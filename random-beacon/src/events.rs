//! Beacon events, their ledger log encoding and typed subscriptions.
//!
//! Every event is one variant of [`BeaconEvent`]. On the ledger an event is
//! a [`LedgerLog`]: the event name plus the borsh encoding of the variant,
//! with fields in the order listed here. [`decode_log`] turns any log back
//! into a typed event.
//!
//! [`EventBus`] fans events out to subscribers over crossbeam channels.
//! Each subscription filters by [`EventKind`] and is cancelled explicitly
//! with [`EventBus::unsubscribe`] or implicitly by dropping its receiver.

use {
    crate::types::{DkgResult, GroupId, RequestId},
    borsh::{BorshDeserialize, BorshSerialize},
    crossbeam_channel::{unbounded, Receiver, RecvTimeoutError, Sender, TryRecvError},
    log::*,
    solana_hash::Hash,
    solana_pubkey::Pubkey,
    std::{collections::HashSet, time::Duration},
};

macro_rules! beacon_events {
    ($(
        $(#[$meta:meta])*
        $name:ident $({ $($field:ident: $ty:ty),* $(,)? })?
    ),* $(,)?) => {
        /// Events emitted by the beacon.
        #[derive(Debug, Clone, PartialEq, Eq, BorshSerialize, BorshDeserialize)]
        pub enum BeaconEvent {
            $($(#[$meta])* $name $({ $($field: $ty),* })?,)*
        }

        /// Field-less discriminant of a [`BeaconEvent`].
        #[derive(Debug, Clone, Copy, PartialEq, Eq, Hash)]
        pub enum EventKind {
            $($name,)*
        }

        impl BeaconEvent {
            pub fn kind(&self) -> EventKind {
                match self {
                    $(BeaconEvent::$name { .. } => EventKind::$name,)*
                }
            }
        }

        impl EventKind {
            pub const ALL: &'static [EventKind] = &[$(EventKind::$name,)*];

            /// Name of the event as it appears in ledger logs.
            pub fn name(self) -> &'static str {
                match self {
                    $(EventKind::$name => stringify!($name),)*
                }
            }
        }
    };
}

beacon_events! {
    // -- DKG
    DkgStateLocked,
    DkgStarted { seed: Hash },
    DkgResultSubmitted { result_hash: Hash, seed: Hash, result: DkgResult },
    DkgResultChallenged { result_hash: Hash, challenger: Pubkey, reason: String },
    DkgResultApproved { result_hash: Hash, approver: Pubkey },
    DkgTimedOut,
    DkgSeedTimedOut,
    DkgMaliciousResultSlashed {
        result_hash: Hash,
        slashing_amount: u128,
        malicious_submitter: Pubkey,
    },
    DkgMaliciousResultSlashingFailed {
        result_hash: Hash,
        slashing_amount: u128,
        malicious_submitter: Pubkey,
    },
    GroupRegistered { group_id: GroupId, group_pub_key: Vec<u8> },

    // -- relay entries
    RelayEntryRequested { request_id: RequestId, group_id: GroupId, previous_entry: Vec<u8> },
    RelayEntrySubmitted { request_id: RequestId, submitter: Pubkey, entry: Vec<u8> },
    RelayEntryTimedOut { request_id: RequestId, terminated_group_id: GroupId },
    RelayEntryDelaySlashed {
        request_id: RequestId,
        slashing_amount: u128,
        group_members: Vec<Pubkey>,
    },
    RelayEntryDelaySlashingFailed {
        request_id: RequestId,
        slashing_amount: u128,
        group_members: Vec<Pubkey>,
    },
    RelayEntryTimeoutSlashed {
        request_id: RequestId,
        slashing_amount: u128,
        group_members: Vec<Pubkey>,
    },
    RelayEntryTimeoutSlashingFailed {
        request_id: RequestId,
        slashing_amount: u128,
        group_members: Vec<Pubkey>,
    },
    UnauthorizedSigningSlashed {
        group_id: GroupId,
        unauthorized_signing_slashing_amount: u128,
        group_members: Vec<Pubkey>,
    },
    UnauthorizedSigningSlashingFailed {
        group_id: GroupId,
        unauthorized_signing_slashing_amount: u128,
        group_members: Vec<Pubkey>,
    },
    CallbackFailed { entry: Vec<u8>, entry_submitted_block: u64 },

    // -- operators and authorization
    OperatorRegistered { staking_provider: Pubkey, operator: Pubkey },
    OperatorJoinedSortitionPool { staking_provider: Pubkey, operator: Pubkey },
    OperatorStatusUpdated { staking_provider: Pubkey, operator: Pubkey },
    AuthorizationIncreased {
        staking_provider: Pubkey,
        operator: Pubkey,
        from_amount: u128,
        to_amount: u128,
    },
    /// `decreasing_at` is `u64::MAX` until the operator refreshes its pool
    /// weight.
    AuthorizationDecreaseRequested {
        staking_provider: Pubkey,
        operator: Pubkey,
        from_amount: u128,
        to_amount: u128,
        decreasing_at: u64,
    },
    AuthorizationDecreaseApproved { staking_provider: Pubkey },
    InvoluntaryAuthorizationDecreased {
        staking_provider: Pubkey,
        operator: Pubkey,
        from_amount: u128,
        to_amount: u128,
    },
    InactivityClaimed { group_id: GroupId, nonce: u64, notifier: Pubkey },

    // -- rewards
    RewardsAdded { amount: u128 },
    RewardsWithdrawn { staking_provider: Pubkey, amount: u128 },
    IneligibleRewardsWithdrawn { recipient: Pubkey, amount: u128 },
    RewardEligibilityRestored { operator: Pubkey },

    // -- governance
    RequesterAuthorizationUpdated { requester: Pubkey, is_authorized: bool },
    ParametersUpdated,
}

impl EventKind {
    pub fn from_name(name: &str) -> Option<Self> {
        Self::ALL.iter().copied().find(|kind| kind.name() == name)
    }
}

// ---------------------------------------------------------------------------
// Ledger logs
// ---------------------------------------------------------------------------

/// An event as written to the ledger log.
#[derive(Debug, Clone, PartialEq, Eq)]
pub struct LedgerLog {
    pub name: String,
    pub data: Vec<u8>,
}

/// Errors decoding a ledger log.
#[derive(Debug, Clone, PartialEq, Eq, thiserror::Error)]
pub enum DecodeError {
    #[error("unknown event {0}")]
    UnknownEvent(String),
    #[error("malformed {name} payload: {reason}")]
    Malformed { name: String, reason: String },
    #[error("log named {name} carries a {actual} payload")]
    NameMismatch { name: String, actual: &'static str },
}

impl BeaconEvent {
    pub fn to_log(&self) -> LedgerLog {
        LedgerLog {
            name: self.kind().name().to_string(),
            data: borsh::to_vec(self).unwrap_or_default(),
        }
    }
}

/// Decode any beacon log into its typed event.
pub fn decode_log(log: &LedgerLog) -> Result<BeaconEvent, DecodeError> {
    let kind =
        EventKind::from_name(&log.name).ok_or_else(|| DecodeError::UnknownEvent(log.name.clone()))?;
    let event = borsh::from_slice::<BeaconEvent>(&log.data).map_err(|e| DecodeError::Malformed {
        name: log.name.clone(),
        reason: e.to_string(),
    })?;
    if event.kind() != kind {
        return Err(DecodeError::NameMismatch {
            name: log.name.clone(),
            actual: event.kind().name(),
        });
    }
    Ok(event)
}

// ---------------------------------------------------------------------------
// Subscriptions
// ---------------------------------------------------------------------------

/// Identifier of a subscription on an [`EventBus`].
pub type SubscriptionId = u64;

/// The receiving end of a subscription.
#[derive(Debug)]
pub struct Subscription {
    id: SubscriptionId,
    receiver: Receiver<BeaconEvent>,
}

impl Subscription {
    pub fn id(&self) -> SubscriptionId {
        self.id
    }

    /// Next event, if one is queued. `None` also once the subscription was
    /// cancelled and drained.
    pub fn try_next(&self) -> Option<BeaconEvent> {
        match self.receiver.try_recv() {
            Ok(event) => Some(event),
            Err(TryRecvError::Empty) | Err(TryRecvError::Disconnected) => None,
        }
    }

    /// Wait up to `timeout` for the next event.
    pub fn next_timeout(&self, timeout: Duration) -> Option<BeaconEvent> {
        match self.receiver.recv_timeout(timeout) {
            Ok(event) => Some(event),
            Err(RecvTimeoutError::Timeout) | Err(RecvTimeoutError::Disconnected) => None,
        }
    }

    /// All events queued right now.
    pub fn drain(&self) -> Vec<BeaconEvent> {
        self.receiver.try_iter().collect()
    }

    /// Returns true once the bus dropped this subscription.
    pub fn is_cancelled(&self) -> bool {
        self.receiver.is_empty() && matches!(self.receiver.try_recv(), Err(TryRecvError::Disconnected))
    }
}

#[derive(Debug)]
struct Subscriber {
    id: SubscriptionId,
    /// `None` subscribes to every kind.
    kinds: Option<HashSet<EventKind>>,
    sender: Sender<BeaconEvent>,
}

/// Fan-out of beacon events to typed subscribers.
#[derive(Debug, Default)]
pub struct EventBus {
    subscribers: Vec<Subscriber>,
    next_id: SubscriptionId,
}

impl EventBus {
    pub fn new() -> Self {
        Self::default()
    }

    /// Subscribe to the given kinds of events.
    pub fn subscribe(&mut self, kinds: &[EventKind]) -> Subscription {
        self.add_subscriber(Some(kinds.iter().copied().collect()))
    }

    /// Subscribe to every event.
    pub fn subscribe_all(&mut self) -> Subscription {
        self.add_subscriber(None)
    }

    fn add_subscriber(&mut self, kinds: Option<HashSet<EventKind>>) -> Subscription {
        let (sender, receiver) = unbounded();
        let id = self.next_id;
        self.next_id = self.next_id.saturating_add(1);
        self.subscribers.push(Subscriber { id, kinds, sender });
        Subscription { id, receiver }
    }

    /// Cancel a subscription. Events already queued stay readable.
    pub fn unsubscribe(&mut self, id: SubscriptionId) -> bool {
        let before = self.subscribers.len();
        self.subscribers.retain(|subscriber| subscriber.id != id);
        self.subscribers.len() != before
    }

    pub fn subscriber_count(&self) -> usize {
        self.subscribers.len()
    }

    /// Deliver `event` to matching subscribers and drop those whose receiver
    /// is gone.
    pub fn publish(&mut self, event: &BeaconEvent) {
        let kind = event.kind();
        self.subscribers.retain(|subscriber| {
            let wanted = subscriber
                .kinds
                .as_ref()
                .map_or(true, |kinds| kinds.contains(&kind));
            if !wanted {
                return true;
            }
            match subscriber.sender.send(event.clone()) {
                Ok(()) => true,
                Err(_) => {
                    debug!("dropping disconnected subscription {}", subscriber.id);
                    false
                }
            }
        });
    }
}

• _Assigned task_
The lines above that hold the word "data" are the ones to copy.

• _Answer box_
    pub data: Vec<u8>,
            data: borsh::to_vec(self).unwrap_or_default(),
    let event = borsh::from_slice::<BeaconEvent>(&log.data).map_err(|e| DecodeError::Malformed {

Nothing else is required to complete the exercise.